The US sought to apply new pressure on North Korea to shut down its nuclear facilities after the latter missed Saturday's deadline for idling them and inviting back international inspectors. US envoy Christopher Hill said nothing more could be done to free millions in North Korean funds that had been frozen in a Macao bank and "the ball is [now] in their court." He said the US was willing to wait "a few more days and see how it goes." There was no clear indication Sunday that the North has sought the access it demanded to the money.

Western diplomats were calling the announcement Sunday by Iran that it is seeking bids for two new nuclear power plants "another act of politics." Iran's nuclear agency said construction would take up to 11 years and that Russian and European builders had been approached. Iran insists its nuclear program is peaceful and has refused all international pressure to end it.

Israeli Prime Minister Ehud Olmert and Palestinian President Mahmoud Abbas made no measurable progress toward a peace deal in their first meeting Sunday at the behest of the US. But both sides sought to put a positive spin on the outcome, and Olmert reportedly entered the session in Jerusalem having told his cabinet he was willing to exchange ideas with "any grouping of Arab states" on the subject. Sources at the meeting said Olmert also agreed that their next set of talks could be in Jericho, on the West Bank.

The cultural capital of Morocco was reeling after a weekend in which two brothers triggered explosive belts outside American targets and police arrested a third would-be bomber at the scene. A fourth belt packed with explosives was found nearby before it could be used. Reports said the attackers tried to gain entry to the US Consulate and American Language Center in Casablanca. The brothers killed only themselves, but the incidents were the second and third of their type there in less than a week, and last month five people were killed or hurt in the bombing of an Internet cafe.

Chanting, "Turkey is secular; it will remain secular!" one of the largest crowds of demonstrators in decades massed in Ankara Saturday to oppose a possible bid for president by Prime Minister Recep Tayyip Erdogan. Police estimated the gathering at 300,000 people; organizers claimed it was 1 million strong. Erdogan's AK Party has until April 25 to announce its nominee for president. Under his tenure, economic growth is booming, but the secular military leadership reportedly is uneasy at the thought of a chief executive with an Islamist past who might try to challenge the separation of church and state.

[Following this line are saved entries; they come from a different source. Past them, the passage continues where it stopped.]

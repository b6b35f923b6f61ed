// Expression evaluator
// Walks a parsed expression against an entity, a complex value or a single
// collection element and produces a typed operand.

use super::expression::{
    BinaryOperator, Expression, Lambda, MemberPath, MemberSegment, MethodKind, UnaryOperator,
};
use super::methods;
use super::operand::{type_pair, Operand, OperandType, TypedOperand};
use super::options::UriInfo;
use crate::data::{ComplexValue, Entity, Property, PropertyValue};
use crate::edm::{
    EdmFunction, EdmModel, EdmPrimitiveKind, EdmProperty, EdmStructuredType, EdmTypeRef,
    PrimitiveValue,
};
use crate::error::{ODataError, ODataResult};
use bigdecimal::BigDecimal;
use std::cmp::Ordering;
use std::fmt;
use std::sync::Arc;
use tracing::trace;

/// Executes bound functions referenced from member paths.
pub trait DataProvider: Send + Sync {
    fn call_function(
        &self,
        function: &EdmFunction,
        binding: &Entity,
        parameters: &[(String, TypedOperand)],
    ) -> ODataResult<PropertyValue>;
}

/// Everything an evaluation needs besides the value under test.
#[derive(Clone, Copy)]
pub struct QueryContext<'a> {
    pub uri_info: &'a UriInfo,
    pub edm: &'a EdmModel,
    pub provider: Option<&'a dyn DataProvider>,
}

impl<'a> QueryContext<'a> {
    pub fn new(uri_info: &'a UriInfo, edm: &'a EdmModel) -> Self {
        Self {
            uri_info,
            edm,
            provider: None,
        }
    }

    pub fn with_provider(mut self, provider: &'a dyn DataProvider) -> Self {
        self.provider = Some(provider);
        self
    }
}

impl fmt::Debug for QueryContext<'_> {
    fn fmt(&self, f: &mut fmt::Formatter<'_>) -> fmt::Result {
        f.debug_struct("QueryContext")
            .field("uri_info", self.uri_info)
            .field("namespace", &self.edm.namespace())
            .field("provider", &self.provider.is_some())
            .finish()
    }
}

#[derive(Debug, Clone)]
enum Scope<'a> {
    Entity(&'a Entity),
    Complex {
        value: &'a ComplexValue,
        ty: Option<Arc<EdmStructuredType>>,
    },
    Element {
        value: &'a PropertyValue,
        property: Option<Arc<EdmProperty>>,
    },
}

/// Position reached while walking a member path.
#[derive(Debug)]
enum Cursor<'a> {
    Structured {
        properties: &'a [Property],
        ty: Option<Arc<EdmStructuredType>>,
        entity: Option<&'a Entity>,
    },
    Value {
        value: &'a PropertyValue,
        property: Option<Arc<EdmProperty>>,
    },
    Null {
        property: Option<Arc<EdmProperty>>,
    },
}

#[derive(Debug)]
pub struct ExpressionEvaluator<'a> {
    scope: Scope<'a>,
    ctx: QueryContext<'a>,
    lambdas: Vec<(String, Scope<'a>)>,
}
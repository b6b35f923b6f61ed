use std::path::Path;
use tracing_appender::non_blocking::WorkerGuard;
use tracing_appender::rolling::{RollingFileAppender, Rotation};
use tracing_subscriber::{
    fmt::{self, time::ChronoUtc},
    prelude::*,
    EnvFilter,
};

const DEFAULT_FILTER: &str = "odata_server=debug,odata_batch=debug,odata_core=info,tower_http=debug,warn";

/// Console logging plus a daily rolling JSON log file under `log_dir`.
///
/// The returned guard flushes the file writer on drop; keep it alive for
/// the life of the process.
pub fn init_logging(log_dir: impl AsRef<Path>, log_prefix: &str) -> anyhow::Result<WorkerGuard> {
    let log_dir = log_dir.as_ref();
    std::fs::create_dir_all(log_dir)?;

    let file_appender = RollingFileAppender::builder()
        .rotation(Rotation::DAILY)
        .filename_prefix(log_prefix)
        .filename_suffix("log")
        .build(log_dir)?;
    let (file_writer, guard) = tracing_appender::non_blocking(file_appender);

    let env_filter = EnvFilter::try_from_default_env().unwrap_or_else(|_| EnvFilter::new(DEFAULT_FILTER));

    let console_layer = fmt::layer()
        .with_target(true)
        .with_timer(ChronoUtc::rfc_3339())
        .with_writer(std::io::stderr);

    let file_layer = fmt::layer()
        .json()
        .with_current_span(true)
        .with_timer(ChronoUtc::rfc_3339())
        .with_ansi(false)
        .with_writer(file_writer);

    tracing_subscriber::registry()
        .with(env_filter)
        .with(console_layer)
        .with(file_layer)
        .try_init()?;

    tracing::info!(log_dir = %log_dir.display(), prefix = log_prefix, "logging initialized");
    Ok(guard)
}

/// Console-only logging for tests; repeated calls are no-ops.
pub fn init_test_logging() {
    let _ = tracing_subscriber::fmt()
        .with_env_filter(
            EnvFilter::try_from_default_env()
                .unwrap_or_else(|_| EnvFilter::new("odata_server=trace,odata_batch=trace,debug")),
        )
        .with_test_writer()
        .try_init();
}
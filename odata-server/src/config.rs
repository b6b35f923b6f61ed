use odata_batch::BatchConfig;
use std::path::PathBuf;
use std::str::FromStr;

#[derive(Debug, thiserror::Error, PartialEq, Eq)]
pub enum ConfigError {
    #[error("{key} has invalid value '{value}': {reason}")]
    InvalidValue {
        key: &'static str,
        value: String,
        reason: String,
    },

    #[error("service root '{0}' must be empty or start with '/'")]
    InvalidServiceRoot(String),
}

#[derive(Debug, Clone, PartialEq)]
pub struct ServerConfig {
    pub host: String,
    pub port: u16,
    /// Path prefix of the service, e.g. `/odata`. Empty mounts at `/`.
    pub service_root: String,
    pub max_batch_parts: usize,
    pub strict_batch_parsing: bool,
    pub log_dir: PathBuf,
    pub log_prefix: String,
}

impl Default for ServerConfig {
    fn default() -> Self {
        ServerConfig {
            host: "127.0.0.1".to_string(),
            port: 8080,
            service_root: "/odata".to_string(),
            max_batch_parts: 100,
            strict_batch_parsing: true,
            log_dir: PathBuf::from("logs"),
            log_prefix: "odata-server".to_string(),
        }
    }
}

impl ServerConfig {
    /// Defaults overridden by `ODATA_*` environment variables.
    pub fn from_env() -> Result<Self, ConfigError> {
        Self::from_lookup(|key| std::env::var(key).ok())
    }

    pub fn from_lookup(lookup: impl Fn(&str) -> Option<String>) -> Result<Self, ConfigError> {
        let mut config = ServerConfig::default();
        if let Some(host) = lookup("ODATA_HOST") {
            config.host = host;
        }
        if let Some(port) = lookup("ODATA_PORT") {
            config.port = parse("ODATA_PORT", &port)?;
        }
        if let Some(root) = lookup("ODATA_SERVICE_ROOT") {
            config.service_root = root;
        }
        if let Some(parts) = lookup("ODATA_MAX_BATCH_PARTS") {
            config.max_batch_parts = parse("ODATA_MAX_BATCH_PARTS", &parts)?;
        }
        if let Some(strict) = lookup("ODATA_STRICT_BATCH") {
            config.strict_batch_parsing = parse_flag("ODATA_STRICT_BATCH", &strict)?;
        }
        if let Some(dir) = lookup("ODATA_LOG_DIR") {
            config.log_dir = PathBuf::from(dir);
        }
        config.validate()
    }

    fn validate(mut self) -> Result<Self, ConfigError> {
        let root = self.service_root.trim_end_matches('/');
        if !root.is_empty() && !root.starts_with('/') {
            return Err(ConfigError::InvalidServiceRoot(self.service_root));
        }
        self.service_root = root.to_string();
        if self.max_batch_parts == 0 {
            return Err(ConfigError::InvalidValue {
                key: "ODATA_MAX_BATCH_PARTS",
                value: "0".to_string(),
                reason: "must be at least 1".to_string(),
            });
        }
        Ok(self)
    }

    pub fn addr(&self) -> String {
        format!("{}:{}", self.host, self.port)
    }

    /// Absolute service root used for `Location` headers and batch URIs.
    pub fn base_uri(&self) -> String {
        format!("http://{}{}", self.addr(), self.service_root)
    }

    pub fn batch_config(&self) -> BatchConfig {
        BatchConfig {
            base_uri: self.base_uri(),
            strict: self.strict_batch_parsing,
            max_parts: self.max_batch_parts,
        }
    }
}

fn parse<T>(key: &'static str, value: &str) -> Result<T, ConfigError>
where
    T: FromStr,
    T::Err: std::fmt::Display,
{
    value.trim().parse().map_err(|err: T::Err| ConfigError::InvalidValue {
        key,
        value: value.to_string(),
        reason: err.to_string(),
    })
}

fn parse_flag(key: &'static str, value: &str) -> Result<bool, ConfigError> {
    match value.trim().to_ascii_lowercase().as_str() {
        "1" | "true" | "yes" | "on" => Ok(true),
        "0" | "false" | "no" | "off" => Ok(false),
        _ => Err(ConfigError::InvalidValue {
            key,
            value: value.to_string(),
            reason: "expected a boolean".to_string(),
        }),
    }
}

#[cfg(test)]
mod tests {
    use super::*;
    use std::collections::HashMap;

    fn lookup(vars: &[(&str, &str)]) -> impl Fn(&str) -> Option<String> {
        let vars: HashMap<String, String> = vars.iter().map(|(k, v)| (k.to_string(), v.to_string())).collect();
        move |key| vars.get(key).cloned()
    }

    #[test]
    fn test_defaults() {
        let config = ServerConfig::from_lookup(lookup(&[])).unwrap();
        assert_eq!(config, ServerConfig::default());
        assert_eq!(config.base_uri(), "http://127.0.0.1:8080/odata");
    }

    #[test]
    fn test_overrides() {
        let config = ServerConfig::from_lookup(lookup(&[
            ("ODATA_PORT", "9090"),
            ("ODATA_SERVICE_ROOT", "/svc/"),
            ("ODATA_STRICT_BATCH", "off"),
            ("ODATA_MAX_BATCH_PARTS", "5"),
        ]))
        .unwrap();
        assert_eq!(config.port, 9090);
        assert_eq!(config.service_root, "/svc");
        assert!(!config.strict_batch_parsing);
        let batch = config.batch_config();
        assert_eq!(batch.max_parts, 5);
        assert_eq!(batch.base_uri, "http://127.0.0.1:9090/svc");
    }

    #[test]
    fn test_invalid_values() {
        let err = ServerConfig::from_lookup(lookup(&[("ODATA_PORT", "eighty")])).unwrap_err();
        assert!(matches!(err, ConfigError::InvalidValue { key: "ODATA_PORT", .. }));

        let err = ServerConfig::from_lookup(lookup(&[("ODATA_STRICT_BATCH", "maybe")])).unwrap_err();
        assert!(matches!(err, ConfigError::InvalidValue { key: "ODATA_STRICT_BATCH", .. }));

        let err = ServerConfig::from_lookup(lookup(&[("ODATA_SERVICE_ROOT", "odata")])).unwrap_err();
        assert_eq!(err, ConfigError::InvalidServiceRoot("odata".to_string()));

        assert!(ServerConfig::from_lookup(lookup(&[("ODATA_MAX_BATCH_PARTS", "0")])).is_err());
    }
}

Thousands of antigovernment demonstrators crowded Bishkek, the capital of Kyrgyzstan, for a fifth straight day Sunday, and organizers claimed to have enough momentum to drive President Kurmanbek Bakiyev from office within a week. The protests generally have been peaceful, but there were rumors that Bakiyev supporters from southern Kyrgyzstan might be about to confront the protesters, who are largely from the northern regions of the former Soviet republic. Bakiyev's two years in office have been marked by political feuds and allegations of fraud and cronyism.

A suggestion by leftist President Rafael Correa of Ecuador that he'd "quit" if voters rejected his nationwide referendum Sunday on rewriting the Constitution appeared unlikely to be tested. All signs pointed to an overwhelming "yes" vote on the measure, which is aimed at curbing the power and influence of the traditional conservative political parties. A final opinion poll showed 66 percent support for a rewrite.

Authorities raised the number of deaths to 37 after a flash flood trapped vacationers under two waterfalls in southern Thailand Saturday. Four others were missing after the disaster, which was blamed on a torrent from three days of heavy rain. The already popular waterfalls had attracted more people than usual because of the Buddhist New Year holiday.